In 1662 Hooke became curator of the newly founded Royal Society, his duties being to produce three or four significant experimental demonstrations for each weekly meeting of the society. He was ideally suited for such work, and his career thereafter was immensely active and fertile. He founded microscopic biology with his pioneering Micrographia (1665). He invented the first practical compound microscope, the spring balance wheel and anchor escapement mechanism, the universal joint, improved barometers, a screw-divided quadrant for astronomical measurements, a simple calculating machine, and a sounding device. He devised and performed numerous experiments to investigate the laws of gravity and suggested the inverse-square relationship for the decrease of gravity with distance. He proposed in rudimentary form a wave theory of light, a dynamical theory of heat, a theory of combustion, and even an evolutionary theory, all of which were accepted as scientific orthodoxy only in the 19th century.

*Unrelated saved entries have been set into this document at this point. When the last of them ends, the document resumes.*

//! Twitter REST API client.

use reqwest::{
    Client, Method, Response,
    header::AUTHORIZATION,
    multipart::{Form, Part},
};
use serde::de::DeserializeOwned;
use tokio::sync::OnceCell;
use tracing::{debug, instrument, warn};

use crate::{
    auth::RequestAuthorizer,
    config::{RateLimitInfo, TwitterConfig},
    error::{ApiErrorKind, TwitterError, TwitterResult},
    oauth::percent_encode,
    types::{
        CreateTweetRequest, CreateTweetResponse, LikeResponse, MediaUploadResponse, OneOrMany,
        RetweetResponse, SearchTweetsParams, TweetData, TweetIdRequest, TwitterResponse, UserData,
        VerifyCredentialsResponse,
    },
};

const TWEET_FIELDS: &str =
    "id,text,author_id,created_at,public_metrics,attachments,referenced_tweets";
const USER_FIELDS: &str =
    "id,name,username,description,profile_image_url,verified,created_at,location,url,public_metrics";
const MEDIA_FIELDS: &str = "media_key,type,url,preview_image_url";
const TWEET_EXPANSIONS: &str =
    "author_id,attachments.media_keys,referenced_tweets.id,referenced_tweets.id.author_id";

/// Timeline page size bounds enforced by the API.
const TIMELINE_RESULTS: (u32, u32) = (5, 100);
/// Recent-search page size bounds enforced by the API.
const SEARCH_RESULTS: (u32, u32) = (10, 100);

/// Which API family a request targets.
#[derive(Debug, Clone, Copy, PartialEq, Eq)]
pub enum ApiVersion {
    /// Legacy REST API (`{api_url}/1.1`)
    V1_1,
    /// Current API (`{api_url}/2`)
    V2,
    /// Media upload host (`{upload_url}/1.1`)
    Upload,
}

/// Request payload for non-GET requests.
#[derive(Debug)]
pub enum RequestBody {
    Json(serde_json::Value),
    Multipart(Form),
}

/// Twitter REST API client.
#[derive(Debug)]
pub struct TwitterApiClient {
    client: Client,
    api_url: String,
    upload_url: String,
    authorizer: RequestAuthorizer,
    /// Authenticated user id, resolved on first write that needs it.
    me: OnceCell<String>,
}

impl TwitterApiClient {
    /// Create a new API client from configuration.
    ///
    /// Fails with [`TwitterError::Configuration`] when the API key pair is
    /// missing. No network I/O happens here.
    pub fn new(config: &TwitterConfig) -> TwitterResult<Self> {
        if let Some(field) = config.credentials.missing_required() {
            return Err(TwitterError::Configuration(format!(
                "{field} is required"
            )));
        }

        let client = Client::builder()
            .timeout(config.timeout)
            .user_agent(format!("fcp-twitter-tools/{}", env!("CARGO_PKG_VERSION")))
            .build()?;

        Ok(Self {
            authorizer: RequestAuthorizer::new(config, client.clone())?,
            client,
            api_url: config.api_url.trim_end_matches('/').to_string(),
            upload_url: config.upload_url.trim_end_matches('/').to_string(),
            me: OnceCell::new(),
        })
    }

    /// Whether v2 requests try an OAuth 2.0 bearer token first.
    #[must_use]
    pub const fn uses_oauth2(&self) -> bool {
        self.authorizer.has_oauth2()
    }

    fn url(&self, version: ApiVersion, endpoint: &str) -> String {
        match version {
            ApiVersion::V1_1 => format!("{}/1.1{endpoint}", self.api_url),
            ApiVersion::V2 => format!("{}/2{endpoint}", self.api_url),
            ApiVersion::Upload => format!("{}/1.1{endpoint}", self.upload_url),
        }
    }

    /// Perform an authorized request and decode the response.
    ///
    /// `params` go into the query string of a GET and take part in its
    /// signature. Other verbs ignore them and send `body` instead.
    #[instrument(skip(self, params, body))]
    pub async fn request<T: DeserializeOwned>(
        &self,
        method: Method,
        version: ApiVersion,
        endpoint: &str,
        params: &[(String, String)],
        body: Option<RequestBody>,
    ) -> TwitterResult<T> {
        let url = self.url(version, endpoint);
        let is_get = method == Method::GET;
        let signed_params: &[(String, String)] = if is_get { params } else { &[] };

        let auth_header = self
            .authorizer
            .authorize(version, method.as_str(), &url, signed_params)
            .await?;

        let full_url = if is_get && !params.is_empty() {
            let query = params
                .iter()
                .map(|(k, v)| format!("{}={}", percent_encode(k), percent_encode(v)))
                .collect::<Vec<_>>()
                .join("&");
            format!("{url}?{query}")
        } else {
            url
        };

        debug!(url = %full_url, "Making Twitter API request");

        let mut req = self
            .client
            .request(method, &full_url)
            .header(AUTHORIZATION, auth_header);

        match body {
            Some(RequestBody::Json(value)) => req = req.json(&value),
            Some(RequestBody::Multipart(form)) => req = req.multipart(form),
            None => {}
        }

        let response = req.send().await?;
        Self::handle_response(response).await
    }

    async fn handle_response<T: DeserializeOwned>(response: Response) -> TwitterResult<T> {
        let status = response.status();

        let rate_limit = RateLimitInfo::from_headers(response.headers());
        if rate_limit.is_exhausted() {
            debug!(reset = ?rate_limit.reset, "Rate limit exhausted");
        }

        let bytes = response.bytes().await?;

        if status.is_success() {
            if bytes.iter().all(u8::is_ascii_whitespace) {
                return serde_json::from_slice(b"null").map_err(TwitterError::from);
            }
            return serde_json::from_slice(&bytes).map_err(TwitterError::from);
        }

        let status = status.as_u16();
        let kind = ApiErrorKind::from_status(status);
        let body = String::from_utf8_lossy(&bytes).into_owned();
        warn!(status, %kind, reset = ?rate_limit.reset, "Twitter API request failed");

        Err(TwitterError::Api {
            kind,
            status,
            body,
            rate_limit_reset: rate_limit.reset,
        })
    }

    async fn get<T: DeserializeOwned>(
        &self,
        version: ApiVersion,
        endpoint: &str,
        params: &[(String, String)],
    ) -> TwitterResult<T> {
        self.request(Method::GET, version, endpoint, params, None)
            .await
    }

    async fn post_json<T: DeserializeOwned, B: serde::Serialize>(
        &self,
        version: ApiVersion,
        endpoint: &str,
        body: &B,
    ) -> TwitterResult<T> {
        let body = RequestBody::Json(serde_json::to_value(body)?);
        self.request(Method::POST, version, endpoint, &[], Some(body))
            .await
    }

    // ─────────────────────────────────────────────────────────────────────────
    // User endpoints
    // ─────────────────────────────────────────────────────────────────────────

    /// Get a user by username.
    pub async fn get_user_by_username(
        &self,
        username: &str,
    ) -> TwitterResult<TwitterResponse<UserData>> {
        let params = vec![("user.fields".to_string(), USER_FIELDS.to_string())];
        self.get(
            ApiVersion::V2,
            &format!("/users/by/username/{}", percent_encode(username)),
            &params,
        )
        .await
    }

    /// Get a user's timeline.
    pub async fn get_user_tweets(
        &self,
        user_id: &str,
        max_results: u32,
    ) -> TwitterResult<TwitterResponse<OneOrMany<TweetData>>> {
        let mut params = tweet_params();
        params.push((
            "max_results".to_string(),
            max_results
                .clamp(TIMELINE_RESULTS.0, TIMELINE_RESULTS.1)
                .to_string(),
        ));

        self.get(
            ApiVersion::V2,
            &format!("/users/{}/tweets", percent_encode(user_id)),
            &params,
        )
        .await
    }

    /// The id of the authenticated user, fetched once.
    pub async fn me(&self) -> TwitterResult<&str> {
        let id = self
            .me
            .get_or_try_init(|| async {
                let me: VerifyCredentialsResponse = self
                    .get(ApiVersion::V1_1, "/account/verify_credentials.json", &[])
                    .await?;
                debug!(user_id = %me.id_str, screen_name = ?me.screen_name, "Resolved authenticated user");
                Ok::<_, TwitterError>(me.id_str)
            })
            .await?;
        Ok(id.as_str())
    }

    // ─────────────────────────────────────────────────────────────────────────
    // Tweet endpoints
    // ─────────────────────────────────────────────────────────────────────────

    /// Get a tweet by ID with the standard expansions.
    pub async fn get_tweet(
        &self,
        tweet_id: &str,
    ) -> TwitterResult<TwitterResponse<OneOrMany<TweetData>>> {
        self.get(
            ApiVersion::V2,
            &format!("/tweets/{}", percent_encode(tweet_id)),
            &tweet_params(),
        )
        .await
    }

    /// Create a new tweet.
    pub async fn create_tweet(
        &self,
        request: &CreateTweetRequest,
    ) -> TwitterResult<CreateTweetResponse> {
        let response: Option<CreateTweetResponse> =
            self.post_json(ApiVersion::V2, "/tweets", request).await?;
        Ok(response.unwrap_or_default())
    }

    /// Retweet as the authenticated user.
    pub async fn retweet(&self, tweet_id: &str) -> TwitterResult<RetweetResponse> {
        let me = self.me().await?;
        let body = TweetIdRequest {
            tweet_id: tweet_id.to_string(),
        };
        let response: Option<RetweetResponse> = self
            .post_json(ApiVersion::V2, &format!("/users/{me}/retweets"), &body)
            .await?;
        Ok(response.unwrap_or_default())
    }

    /// Like a tweet as the authenticated user.
    pub async fn like(&self, tweet_id: &str) -> TwitterResult<LikeResponse> {
        let me = self.me().await?;
        let body = TweetIdRequest {
            tweet_id: tweet_id.to_string(),
        };
        let response: Option<LikeResponse> = self
            .post_json(ApiVersion::V2, &format!("/users/{me}/likes"), &body)
            .await?;
        Ok(response.unwrap_or_default())
    }

    // ─────────────────────────────────────────────────────────────────────────
    // Search endpoints
    // ─────────────────────────────────────────────────────────────────────────

    /// Search recent tweets (last 7 days).
    pub async fn search_recent(
        &self,
        search_params: &SearchTweetsParams,
    ) -> TwitterResult<TwitterResponse<OneOrMany<TweetData>>> {
        let mut params = vec![("query".to_string(), search_params.query.clone())];
        params.extend(tweet_params());
        params.push((
            "max_results".to_string(),
            search_params
                .max_results
                .unwrap_or(SEARCH_RESULTS.0)
                .clamp(SEARCH_RESULTS.0, SEARCH_RESULTS.1)
                .to_string(),
        ));

        if let Some(ref sort_order) = search_params.sort_order {
            params.push(("sort_order".to_string(), sort_order.clone()));
        }

        self.get(ApiVersion::V2, "/tweets/search/recent", &params)
            .await
    }

    // ─────────────────────────────────────────────────────────────────────────
    // Media endpoints
    // ─────────────────────────────────────────────────────────────────────────

    /// Upload media and return its id.
    pub async fn upload_media(&self, data: Vec<u8>, media_type: &str) -> TwitterResult<String> {
        let part = Part::bytes(data)
            .file_name("media")
            .mime_str(media_type)?;
        let form = Form::new().part("media", part);

        let response: MediaUploadResponse = self
            .request(
                Method::POST,
                ApiVersion::Upload,
                "/media/upload.json",
                &[],
                Some(RequestBody::Multipart(form)),
            )
            .await?;

        response.id().ok_or_else(|| {
            TwitterError::Json(serde::de::Error::custom(
                "media upload response carried no media id",
            ))
        })
    }
}

/// Field and expansion parameters shared by every tweet read.
fn tweet_params() -> Vec<(String, String)> {
    vec![
        ("tweet.fields".to_string(), TWEET_FIELDS.to_string()),
        ("expansions".to_string(), TWEET_EXPANSIONS.to_string()),
        (
            "user.fields".to_string(),
            "id,name,username,profile_image_url".to_string(),
        ),
        ("media.fields".to_string(), MEDIA_FIELDS.to_string()),
    ]
}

He made careful astronomical observations to try to prove the motion of the earth from stellar parallax, lectured on comets and earthquakes, and noted the relationship between a falling barometer and an approaching storm. After the great fire of London in 1666, he was engaged by the city in rebuilding projects and proved himself a skilled architect. For a time he also served as secretary and treasurer of the Royal Society.
Unfortunately, Hooke's many concurrent projects, and the necessary haste with which he did everything, meant that many of his ideas were never developed in depth. This led to several priority disputes, the most notable of which were with Isaac Newton. Hooke claimed that most of Newton's optical researches and his system of universal gravitation, which obeyed the inverse-square law, were in his own works. Hooke was no more belligerent or aggressive in pushing his claims than was common at the time, but Newton remained bitter. Hooke died in London on March 3, 1703, and during the 24 years after Hooke's death, when Newton was the dominant figure in the British scientific community, Hooke's reputation suffered. His true greatness was not generally recognized until the 20th century.
Further Reading
- Most of Hooke's published writings are reprinted in Robert W. T. Gunther, Early Science in Oxford (15 vols., 1920-1945). The standard recent work on Hooke, rehabilitating his reputation after 2 centuries, is Margaret 'Espinasse, Robert Hooke (1956). A convenient short review of Hooke's life is in the Scientific American's publication Lives in Science (1957).